▸ **TASK STATEMENT**:
Look below for the line that contains "let derivative = (forward.forces[j][b]", then copy it and each following line exactly, through and including the line that contains "if lambda >".
• • • • •
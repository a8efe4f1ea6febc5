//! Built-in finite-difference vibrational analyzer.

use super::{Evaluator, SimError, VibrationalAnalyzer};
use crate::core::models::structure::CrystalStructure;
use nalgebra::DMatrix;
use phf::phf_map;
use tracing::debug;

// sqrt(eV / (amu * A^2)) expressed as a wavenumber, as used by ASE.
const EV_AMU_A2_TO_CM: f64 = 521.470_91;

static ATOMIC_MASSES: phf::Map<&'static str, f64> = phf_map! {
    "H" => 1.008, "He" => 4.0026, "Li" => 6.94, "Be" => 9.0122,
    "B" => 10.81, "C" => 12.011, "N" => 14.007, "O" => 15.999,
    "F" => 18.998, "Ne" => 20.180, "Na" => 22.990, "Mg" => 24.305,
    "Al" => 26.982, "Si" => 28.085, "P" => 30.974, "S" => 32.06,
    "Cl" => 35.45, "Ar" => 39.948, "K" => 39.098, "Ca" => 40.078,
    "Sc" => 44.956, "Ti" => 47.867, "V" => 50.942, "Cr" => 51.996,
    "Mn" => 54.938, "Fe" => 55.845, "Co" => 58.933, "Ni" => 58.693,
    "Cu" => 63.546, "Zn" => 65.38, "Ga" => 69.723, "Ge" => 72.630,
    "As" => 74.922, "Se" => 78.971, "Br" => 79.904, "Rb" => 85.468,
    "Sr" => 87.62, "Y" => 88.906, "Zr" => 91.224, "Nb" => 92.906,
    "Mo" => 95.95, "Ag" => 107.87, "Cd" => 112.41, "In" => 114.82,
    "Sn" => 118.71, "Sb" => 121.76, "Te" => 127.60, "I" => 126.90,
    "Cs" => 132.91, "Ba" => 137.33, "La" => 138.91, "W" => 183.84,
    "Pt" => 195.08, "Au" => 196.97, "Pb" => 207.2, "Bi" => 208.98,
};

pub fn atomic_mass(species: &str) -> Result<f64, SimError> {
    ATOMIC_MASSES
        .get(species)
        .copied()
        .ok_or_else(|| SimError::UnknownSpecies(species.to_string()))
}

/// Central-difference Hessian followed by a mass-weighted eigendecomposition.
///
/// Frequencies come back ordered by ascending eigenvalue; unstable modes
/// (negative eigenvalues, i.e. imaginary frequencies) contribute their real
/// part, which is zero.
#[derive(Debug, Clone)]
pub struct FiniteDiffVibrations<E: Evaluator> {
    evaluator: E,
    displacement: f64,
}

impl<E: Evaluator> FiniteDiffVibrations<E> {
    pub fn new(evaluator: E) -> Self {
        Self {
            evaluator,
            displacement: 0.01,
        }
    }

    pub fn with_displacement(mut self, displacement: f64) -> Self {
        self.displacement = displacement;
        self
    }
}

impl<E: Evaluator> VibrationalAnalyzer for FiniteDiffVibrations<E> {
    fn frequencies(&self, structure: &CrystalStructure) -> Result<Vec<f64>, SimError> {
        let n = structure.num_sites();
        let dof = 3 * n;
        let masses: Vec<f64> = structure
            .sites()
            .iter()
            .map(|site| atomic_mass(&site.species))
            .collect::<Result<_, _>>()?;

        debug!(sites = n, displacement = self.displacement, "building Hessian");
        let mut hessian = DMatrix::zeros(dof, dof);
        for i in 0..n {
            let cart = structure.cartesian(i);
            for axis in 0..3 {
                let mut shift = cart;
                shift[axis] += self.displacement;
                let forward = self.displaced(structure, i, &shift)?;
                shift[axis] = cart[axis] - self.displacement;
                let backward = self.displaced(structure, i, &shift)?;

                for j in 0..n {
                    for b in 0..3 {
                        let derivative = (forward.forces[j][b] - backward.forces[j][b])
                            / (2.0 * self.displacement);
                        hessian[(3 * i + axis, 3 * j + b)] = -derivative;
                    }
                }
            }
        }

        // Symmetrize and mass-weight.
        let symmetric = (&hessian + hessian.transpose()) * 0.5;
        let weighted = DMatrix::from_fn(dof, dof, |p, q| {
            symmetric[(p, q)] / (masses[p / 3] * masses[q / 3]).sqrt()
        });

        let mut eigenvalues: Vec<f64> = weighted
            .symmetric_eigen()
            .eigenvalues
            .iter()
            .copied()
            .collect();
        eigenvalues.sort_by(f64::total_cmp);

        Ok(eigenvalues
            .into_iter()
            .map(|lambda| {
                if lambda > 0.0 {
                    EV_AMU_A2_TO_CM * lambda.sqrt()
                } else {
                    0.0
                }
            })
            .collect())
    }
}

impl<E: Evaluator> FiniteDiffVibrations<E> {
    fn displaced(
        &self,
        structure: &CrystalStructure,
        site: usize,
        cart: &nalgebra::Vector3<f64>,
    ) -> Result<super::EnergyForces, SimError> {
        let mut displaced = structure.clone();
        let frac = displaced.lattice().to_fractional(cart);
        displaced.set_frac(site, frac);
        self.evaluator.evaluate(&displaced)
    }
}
• • • • •
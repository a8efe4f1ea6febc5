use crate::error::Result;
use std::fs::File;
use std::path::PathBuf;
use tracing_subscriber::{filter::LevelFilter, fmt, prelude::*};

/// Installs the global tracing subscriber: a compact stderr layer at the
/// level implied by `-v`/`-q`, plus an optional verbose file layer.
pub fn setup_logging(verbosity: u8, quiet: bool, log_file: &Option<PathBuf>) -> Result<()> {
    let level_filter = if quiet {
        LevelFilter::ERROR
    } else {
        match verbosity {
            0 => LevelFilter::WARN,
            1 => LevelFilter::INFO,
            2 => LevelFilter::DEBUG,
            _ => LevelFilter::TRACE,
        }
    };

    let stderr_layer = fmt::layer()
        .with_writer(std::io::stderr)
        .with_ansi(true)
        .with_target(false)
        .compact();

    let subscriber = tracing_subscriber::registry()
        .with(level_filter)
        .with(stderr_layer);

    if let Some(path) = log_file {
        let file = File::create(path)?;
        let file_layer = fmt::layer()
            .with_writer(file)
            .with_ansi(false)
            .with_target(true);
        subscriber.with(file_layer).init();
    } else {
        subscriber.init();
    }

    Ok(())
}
• • • • •
▸ **YOUR SOLUTION**:
                        let derivative = (forward.forces[j][b] - backward.forces[j][b])
                            / (2.0 * self.displacement);
                        hessian[(3 * i + axis, 3 * j + b)] = -derivative;
                    }
                }
            }
        }

        // Symmetrize and mass-weight.
        let symmetric = (&hessian + hessian.transpose()) * 0.5;
        let weighted = DMatrix::from_fn(dof, dof, |p, q| {
            symmetric[(p, q)] / (masses[p / 3] * masses[q / 3]).sqrt()
        });

        let mut eigenvalues: Vec<f64> = weighted
            .symmetric_eigen()
            .eigenvalues
            .iter()
            .copied()
            .collect();
        eigenvalues.sort_by(f64::total_cmp);

        Ok(eigenvalues
            .into_iter()
            .map(|lambda| {
                if lambda > 0.0 {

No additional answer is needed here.